[Task input]

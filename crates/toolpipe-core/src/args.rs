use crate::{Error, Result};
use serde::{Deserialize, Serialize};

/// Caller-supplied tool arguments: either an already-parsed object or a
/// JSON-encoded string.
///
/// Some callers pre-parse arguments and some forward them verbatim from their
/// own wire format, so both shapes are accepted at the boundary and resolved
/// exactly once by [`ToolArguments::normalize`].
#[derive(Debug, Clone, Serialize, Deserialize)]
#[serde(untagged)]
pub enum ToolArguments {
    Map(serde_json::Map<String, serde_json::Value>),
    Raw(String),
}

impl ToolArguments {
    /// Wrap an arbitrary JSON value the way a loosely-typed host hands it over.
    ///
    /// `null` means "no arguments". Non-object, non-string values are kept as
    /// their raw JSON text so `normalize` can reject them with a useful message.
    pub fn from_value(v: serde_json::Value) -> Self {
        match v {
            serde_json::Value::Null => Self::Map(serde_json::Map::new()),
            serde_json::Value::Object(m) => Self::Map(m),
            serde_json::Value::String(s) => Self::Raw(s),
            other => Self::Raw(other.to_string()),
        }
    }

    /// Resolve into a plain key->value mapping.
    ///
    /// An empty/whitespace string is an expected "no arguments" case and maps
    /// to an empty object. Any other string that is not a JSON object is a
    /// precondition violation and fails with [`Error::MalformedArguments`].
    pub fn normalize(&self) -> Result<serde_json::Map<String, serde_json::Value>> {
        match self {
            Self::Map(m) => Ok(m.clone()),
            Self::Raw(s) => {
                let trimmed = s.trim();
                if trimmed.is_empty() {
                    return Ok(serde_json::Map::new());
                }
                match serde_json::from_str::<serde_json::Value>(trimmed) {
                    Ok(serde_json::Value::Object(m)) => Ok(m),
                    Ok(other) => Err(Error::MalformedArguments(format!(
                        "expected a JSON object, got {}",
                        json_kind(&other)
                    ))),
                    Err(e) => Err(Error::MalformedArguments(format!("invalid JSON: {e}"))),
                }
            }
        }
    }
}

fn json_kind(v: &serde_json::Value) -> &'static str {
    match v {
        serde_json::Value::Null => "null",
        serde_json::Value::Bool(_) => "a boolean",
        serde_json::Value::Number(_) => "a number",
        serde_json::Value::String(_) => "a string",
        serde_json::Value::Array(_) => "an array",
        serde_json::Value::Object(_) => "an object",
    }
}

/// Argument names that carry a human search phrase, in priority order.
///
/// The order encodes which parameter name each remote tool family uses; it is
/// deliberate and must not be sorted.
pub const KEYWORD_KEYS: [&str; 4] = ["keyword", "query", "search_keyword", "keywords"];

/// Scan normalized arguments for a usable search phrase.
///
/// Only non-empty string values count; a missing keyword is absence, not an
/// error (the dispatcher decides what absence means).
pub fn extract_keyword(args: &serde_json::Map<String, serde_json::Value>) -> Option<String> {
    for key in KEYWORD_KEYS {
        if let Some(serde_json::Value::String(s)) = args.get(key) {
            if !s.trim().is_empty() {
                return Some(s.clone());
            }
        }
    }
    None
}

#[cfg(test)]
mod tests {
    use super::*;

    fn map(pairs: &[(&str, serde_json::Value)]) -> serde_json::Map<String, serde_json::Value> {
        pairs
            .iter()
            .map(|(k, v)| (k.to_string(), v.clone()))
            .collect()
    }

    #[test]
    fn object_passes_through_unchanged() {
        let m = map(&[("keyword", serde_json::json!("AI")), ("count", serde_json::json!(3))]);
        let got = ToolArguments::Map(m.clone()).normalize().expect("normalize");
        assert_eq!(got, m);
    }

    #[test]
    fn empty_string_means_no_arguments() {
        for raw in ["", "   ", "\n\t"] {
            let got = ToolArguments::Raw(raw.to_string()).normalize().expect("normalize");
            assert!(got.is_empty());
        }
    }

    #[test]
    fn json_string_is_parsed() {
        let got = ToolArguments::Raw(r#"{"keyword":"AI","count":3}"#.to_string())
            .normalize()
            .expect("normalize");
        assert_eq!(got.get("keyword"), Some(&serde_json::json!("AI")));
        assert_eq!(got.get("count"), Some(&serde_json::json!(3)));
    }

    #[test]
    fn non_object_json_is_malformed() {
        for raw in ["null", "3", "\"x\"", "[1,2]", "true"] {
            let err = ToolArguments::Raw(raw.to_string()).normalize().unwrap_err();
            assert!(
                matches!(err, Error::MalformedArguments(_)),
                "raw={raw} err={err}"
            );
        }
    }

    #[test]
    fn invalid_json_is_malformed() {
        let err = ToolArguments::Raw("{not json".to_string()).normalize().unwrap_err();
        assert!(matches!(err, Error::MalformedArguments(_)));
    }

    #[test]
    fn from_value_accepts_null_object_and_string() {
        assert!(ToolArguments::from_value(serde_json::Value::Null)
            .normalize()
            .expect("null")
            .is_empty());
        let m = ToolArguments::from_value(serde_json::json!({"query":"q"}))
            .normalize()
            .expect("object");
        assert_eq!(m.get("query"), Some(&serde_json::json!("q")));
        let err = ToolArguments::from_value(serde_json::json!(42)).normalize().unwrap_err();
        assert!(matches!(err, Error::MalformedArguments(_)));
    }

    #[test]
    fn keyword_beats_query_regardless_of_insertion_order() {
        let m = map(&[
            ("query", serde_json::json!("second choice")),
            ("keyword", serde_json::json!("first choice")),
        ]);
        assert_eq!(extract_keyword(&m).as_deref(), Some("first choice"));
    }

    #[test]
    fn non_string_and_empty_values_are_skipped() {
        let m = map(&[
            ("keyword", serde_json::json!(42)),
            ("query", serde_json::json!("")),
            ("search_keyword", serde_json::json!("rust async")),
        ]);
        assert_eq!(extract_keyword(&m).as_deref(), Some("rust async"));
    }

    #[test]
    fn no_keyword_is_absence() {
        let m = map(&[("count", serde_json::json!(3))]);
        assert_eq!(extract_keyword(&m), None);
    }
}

[/Task input]
[Task input]

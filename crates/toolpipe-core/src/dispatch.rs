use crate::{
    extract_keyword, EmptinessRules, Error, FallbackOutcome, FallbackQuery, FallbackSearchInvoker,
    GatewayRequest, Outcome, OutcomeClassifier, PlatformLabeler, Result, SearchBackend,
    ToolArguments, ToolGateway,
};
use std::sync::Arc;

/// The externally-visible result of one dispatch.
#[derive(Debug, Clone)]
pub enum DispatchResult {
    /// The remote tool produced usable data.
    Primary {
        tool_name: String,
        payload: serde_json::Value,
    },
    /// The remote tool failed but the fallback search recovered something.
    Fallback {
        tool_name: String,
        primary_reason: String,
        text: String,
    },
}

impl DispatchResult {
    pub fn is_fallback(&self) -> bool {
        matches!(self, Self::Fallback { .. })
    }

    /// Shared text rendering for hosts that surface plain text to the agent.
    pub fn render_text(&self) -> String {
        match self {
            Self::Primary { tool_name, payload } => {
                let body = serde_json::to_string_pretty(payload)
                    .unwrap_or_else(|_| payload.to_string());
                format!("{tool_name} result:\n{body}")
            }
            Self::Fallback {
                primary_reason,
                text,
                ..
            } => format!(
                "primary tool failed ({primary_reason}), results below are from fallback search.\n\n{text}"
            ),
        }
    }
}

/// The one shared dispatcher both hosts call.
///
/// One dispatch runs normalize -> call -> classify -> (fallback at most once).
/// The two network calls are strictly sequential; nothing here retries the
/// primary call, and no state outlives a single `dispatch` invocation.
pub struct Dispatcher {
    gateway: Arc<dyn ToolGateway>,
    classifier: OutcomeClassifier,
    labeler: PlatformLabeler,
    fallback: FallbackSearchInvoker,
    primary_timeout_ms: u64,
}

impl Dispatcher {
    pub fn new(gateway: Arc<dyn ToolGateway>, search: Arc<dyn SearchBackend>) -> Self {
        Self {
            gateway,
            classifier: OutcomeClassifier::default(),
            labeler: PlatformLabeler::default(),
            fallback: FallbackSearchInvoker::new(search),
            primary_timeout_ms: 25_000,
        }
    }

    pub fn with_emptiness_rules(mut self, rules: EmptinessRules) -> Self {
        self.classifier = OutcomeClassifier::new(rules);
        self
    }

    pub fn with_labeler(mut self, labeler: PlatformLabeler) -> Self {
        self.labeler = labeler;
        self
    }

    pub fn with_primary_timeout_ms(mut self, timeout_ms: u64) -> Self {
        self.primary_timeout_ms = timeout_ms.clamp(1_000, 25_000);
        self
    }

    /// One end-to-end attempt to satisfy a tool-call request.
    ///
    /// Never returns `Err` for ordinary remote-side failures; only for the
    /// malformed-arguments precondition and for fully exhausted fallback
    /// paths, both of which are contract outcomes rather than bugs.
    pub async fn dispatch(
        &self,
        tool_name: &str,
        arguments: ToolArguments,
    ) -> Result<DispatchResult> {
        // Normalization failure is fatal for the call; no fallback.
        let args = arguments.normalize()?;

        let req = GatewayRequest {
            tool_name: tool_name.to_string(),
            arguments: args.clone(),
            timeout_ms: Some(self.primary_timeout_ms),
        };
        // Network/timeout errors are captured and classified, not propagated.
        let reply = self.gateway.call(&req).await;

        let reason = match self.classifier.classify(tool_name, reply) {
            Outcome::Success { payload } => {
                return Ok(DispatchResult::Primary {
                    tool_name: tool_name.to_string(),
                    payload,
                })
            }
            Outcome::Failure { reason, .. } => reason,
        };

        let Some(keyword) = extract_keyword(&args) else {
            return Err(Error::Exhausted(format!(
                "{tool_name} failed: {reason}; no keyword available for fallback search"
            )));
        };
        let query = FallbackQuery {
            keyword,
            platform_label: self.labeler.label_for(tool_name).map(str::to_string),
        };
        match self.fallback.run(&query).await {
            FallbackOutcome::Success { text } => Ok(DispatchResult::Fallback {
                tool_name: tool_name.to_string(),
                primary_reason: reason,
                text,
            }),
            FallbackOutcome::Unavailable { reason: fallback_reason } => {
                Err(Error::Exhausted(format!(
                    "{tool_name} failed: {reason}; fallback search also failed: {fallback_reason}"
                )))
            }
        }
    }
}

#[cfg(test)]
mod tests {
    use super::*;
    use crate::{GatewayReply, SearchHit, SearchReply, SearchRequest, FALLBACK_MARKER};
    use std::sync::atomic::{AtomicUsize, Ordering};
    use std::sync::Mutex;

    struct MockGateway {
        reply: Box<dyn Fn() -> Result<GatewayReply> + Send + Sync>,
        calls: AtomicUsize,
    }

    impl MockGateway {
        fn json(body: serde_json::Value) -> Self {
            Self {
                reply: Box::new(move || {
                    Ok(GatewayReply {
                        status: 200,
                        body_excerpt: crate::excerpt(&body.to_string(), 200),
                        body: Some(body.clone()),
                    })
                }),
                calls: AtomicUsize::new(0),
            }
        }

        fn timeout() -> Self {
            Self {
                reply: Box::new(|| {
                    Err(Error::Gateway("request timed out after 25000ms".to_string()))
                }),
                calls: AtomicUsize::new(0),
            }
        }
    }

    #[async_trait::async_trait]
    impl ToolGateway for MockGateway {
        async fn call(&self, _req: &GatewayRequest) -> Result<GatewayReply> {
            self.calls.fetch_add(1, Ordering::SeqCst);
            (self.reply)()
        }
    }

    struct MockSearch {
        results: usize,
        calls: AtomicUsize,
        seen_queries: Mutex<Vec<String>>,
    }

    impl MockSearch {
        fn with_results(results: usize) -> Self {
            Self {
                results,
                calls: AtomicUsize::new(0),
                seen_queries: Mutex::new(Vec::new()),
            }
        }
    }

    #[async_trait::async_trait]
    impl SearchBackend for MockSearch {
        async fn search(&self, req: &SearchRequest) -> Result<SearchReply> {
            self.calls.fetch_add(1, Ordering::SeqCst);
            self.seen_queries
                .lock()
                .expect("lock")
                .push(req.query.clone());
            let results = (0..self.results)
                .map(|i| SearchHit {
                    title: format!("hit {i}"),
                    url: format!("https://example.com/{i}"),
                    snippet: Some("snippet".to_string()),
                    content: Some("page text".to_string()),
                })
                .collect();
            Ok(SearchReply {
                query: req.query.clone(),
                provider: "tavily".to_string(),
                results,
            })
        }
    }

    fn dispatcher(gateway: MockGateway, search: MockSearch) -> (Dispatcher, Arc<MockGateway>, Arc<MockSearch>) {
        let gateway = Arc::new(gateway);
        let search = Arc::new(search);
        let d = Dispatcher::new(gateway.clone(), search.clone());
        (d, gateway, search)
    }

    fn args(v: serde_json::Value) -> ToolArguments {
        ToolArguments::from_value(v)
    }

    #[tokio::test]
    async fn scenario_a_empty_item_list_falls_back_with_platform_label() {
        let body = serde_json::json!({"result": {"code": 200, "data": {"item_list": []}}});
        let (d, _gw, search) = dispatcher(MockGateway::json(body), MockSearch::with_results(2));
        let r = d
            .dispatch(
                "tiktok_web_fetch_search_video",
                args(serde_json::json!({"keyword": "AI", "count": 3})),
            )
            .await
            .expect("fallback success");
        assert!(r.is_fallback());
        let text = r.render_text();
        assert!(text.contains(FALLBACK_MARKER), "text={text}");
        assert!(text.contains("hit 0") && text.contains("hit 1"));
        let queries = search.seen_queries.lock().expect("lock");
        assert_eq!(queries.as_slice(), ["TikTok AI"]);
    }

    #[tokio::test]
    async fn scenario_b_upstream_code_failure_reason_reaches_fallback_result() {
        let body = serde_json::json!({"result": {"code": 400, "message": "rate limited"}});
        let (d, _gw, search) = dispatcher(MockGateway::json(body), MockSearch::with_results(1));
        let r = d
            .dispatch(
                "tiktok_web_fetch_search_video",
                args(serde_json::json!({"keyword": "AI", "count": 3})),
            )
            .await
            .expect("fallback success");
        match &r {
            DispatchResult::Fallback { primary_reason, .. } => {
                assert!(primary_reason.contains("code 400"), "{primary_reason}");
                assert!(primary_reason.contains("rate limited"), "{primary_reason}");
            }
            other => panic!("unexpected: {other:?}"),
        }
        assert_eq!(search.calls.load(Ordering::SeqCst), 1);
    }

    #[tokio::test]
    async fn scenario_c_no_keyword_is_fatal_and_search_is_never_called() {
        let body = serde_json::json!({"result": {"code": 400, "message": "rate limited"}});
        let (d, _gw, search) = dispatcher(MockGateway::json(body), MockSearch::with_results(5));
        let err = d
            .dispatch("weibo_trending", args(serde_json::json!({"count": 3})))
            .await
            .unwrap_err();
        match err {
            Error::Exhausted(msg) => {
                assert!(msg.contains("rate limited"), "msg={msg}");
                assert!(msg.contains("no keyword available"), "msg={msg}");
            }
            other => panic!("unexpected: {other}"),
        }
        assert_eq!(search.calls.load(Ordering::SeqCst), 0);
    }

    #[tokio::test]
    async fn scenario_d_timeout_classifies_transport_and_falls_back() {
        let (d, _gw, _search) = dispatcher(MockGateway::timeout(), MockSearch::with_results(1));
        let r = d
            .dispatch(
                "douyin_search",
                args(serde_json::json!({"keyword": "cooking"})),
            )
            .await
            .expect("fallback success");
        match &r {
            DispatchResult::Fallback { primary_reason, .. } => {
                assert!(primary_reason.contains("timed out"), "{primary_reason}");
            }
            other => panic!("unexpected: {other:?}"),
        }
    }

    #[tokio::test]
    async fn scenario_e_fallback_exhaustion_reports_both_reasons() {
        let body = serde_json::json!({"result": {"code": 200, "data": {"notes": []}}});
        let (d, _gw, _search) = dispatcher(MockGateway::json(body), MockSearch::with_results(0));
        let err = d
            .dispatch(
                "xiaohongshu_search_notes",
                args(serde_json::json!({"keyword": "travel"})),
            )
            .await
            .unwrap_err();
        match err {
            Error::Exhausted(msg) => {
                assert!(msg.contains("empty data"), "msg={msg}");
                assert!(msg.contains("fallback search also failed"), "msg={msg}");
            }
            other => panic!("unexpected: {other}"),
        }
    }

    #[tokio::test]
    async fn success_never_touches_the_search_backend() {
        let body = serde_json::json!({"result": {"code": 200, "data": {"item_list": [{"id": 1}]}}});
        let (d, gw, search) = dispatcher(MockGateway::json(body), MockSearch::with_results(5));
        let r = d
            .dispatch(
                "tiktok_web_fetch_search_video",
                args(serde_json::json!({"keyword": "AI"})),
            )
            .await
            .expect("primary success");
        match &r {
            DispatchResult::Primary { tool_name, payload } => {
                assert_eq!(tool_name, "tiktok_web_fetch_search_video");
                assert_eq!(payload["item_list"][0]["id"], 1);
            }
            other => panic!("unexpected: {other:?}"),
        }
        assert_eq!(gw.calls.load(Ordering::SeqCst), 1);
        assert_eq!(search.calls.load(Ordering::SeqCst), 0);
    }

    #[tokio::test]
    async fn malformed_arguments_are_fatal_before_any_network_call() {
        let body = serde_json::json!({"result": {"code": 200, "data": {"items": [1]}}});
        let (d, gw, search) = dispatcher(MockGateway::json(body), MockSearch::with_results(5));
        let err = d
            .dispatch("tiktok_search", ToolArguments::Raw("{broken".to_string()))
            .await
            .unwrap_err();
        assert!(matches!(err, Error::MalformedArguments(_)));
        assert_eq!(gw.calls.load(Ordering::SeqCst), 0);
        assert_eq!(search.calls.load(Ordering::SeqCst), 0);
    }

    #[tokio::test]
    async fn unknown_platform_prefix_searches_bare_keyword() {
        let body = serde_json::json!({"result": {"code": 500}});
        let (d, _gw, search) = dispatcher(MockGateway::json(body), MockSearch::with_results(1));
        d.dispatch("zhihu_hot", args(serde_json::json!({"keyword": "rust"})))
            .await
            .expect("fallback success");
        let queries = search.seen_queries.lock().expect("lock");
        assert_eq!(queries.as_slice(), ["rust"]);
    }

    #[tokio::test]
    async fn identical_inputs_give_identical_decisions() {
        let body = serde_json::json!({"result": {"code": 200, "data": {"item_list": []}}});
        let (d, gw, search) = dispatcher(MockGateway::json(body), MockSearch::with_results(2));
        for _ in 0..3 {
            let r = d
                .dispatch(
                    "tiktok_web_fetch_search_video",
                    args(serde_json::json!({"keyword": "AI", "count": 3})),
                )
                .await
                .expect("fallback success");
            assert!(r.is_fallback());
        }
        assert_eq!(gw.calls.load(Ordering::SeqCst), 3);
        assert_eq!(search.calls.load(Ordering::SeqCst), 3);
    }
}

[/Task input]

What to do:
Check each line of the entries above, and show every one holding the word "limited".

Finished exercise:
        let body = serde_json::json!({"result": {"code": 400, "message": "rate limited"}});
                assert!(primary_reason.contains("rate limited"), "{primary_reason}");
        let body = serde_json::json!({"result": {"code": 400, "message": "rate limited"}});
                assert!(msg.contains("rate limited"), "msg={msg}");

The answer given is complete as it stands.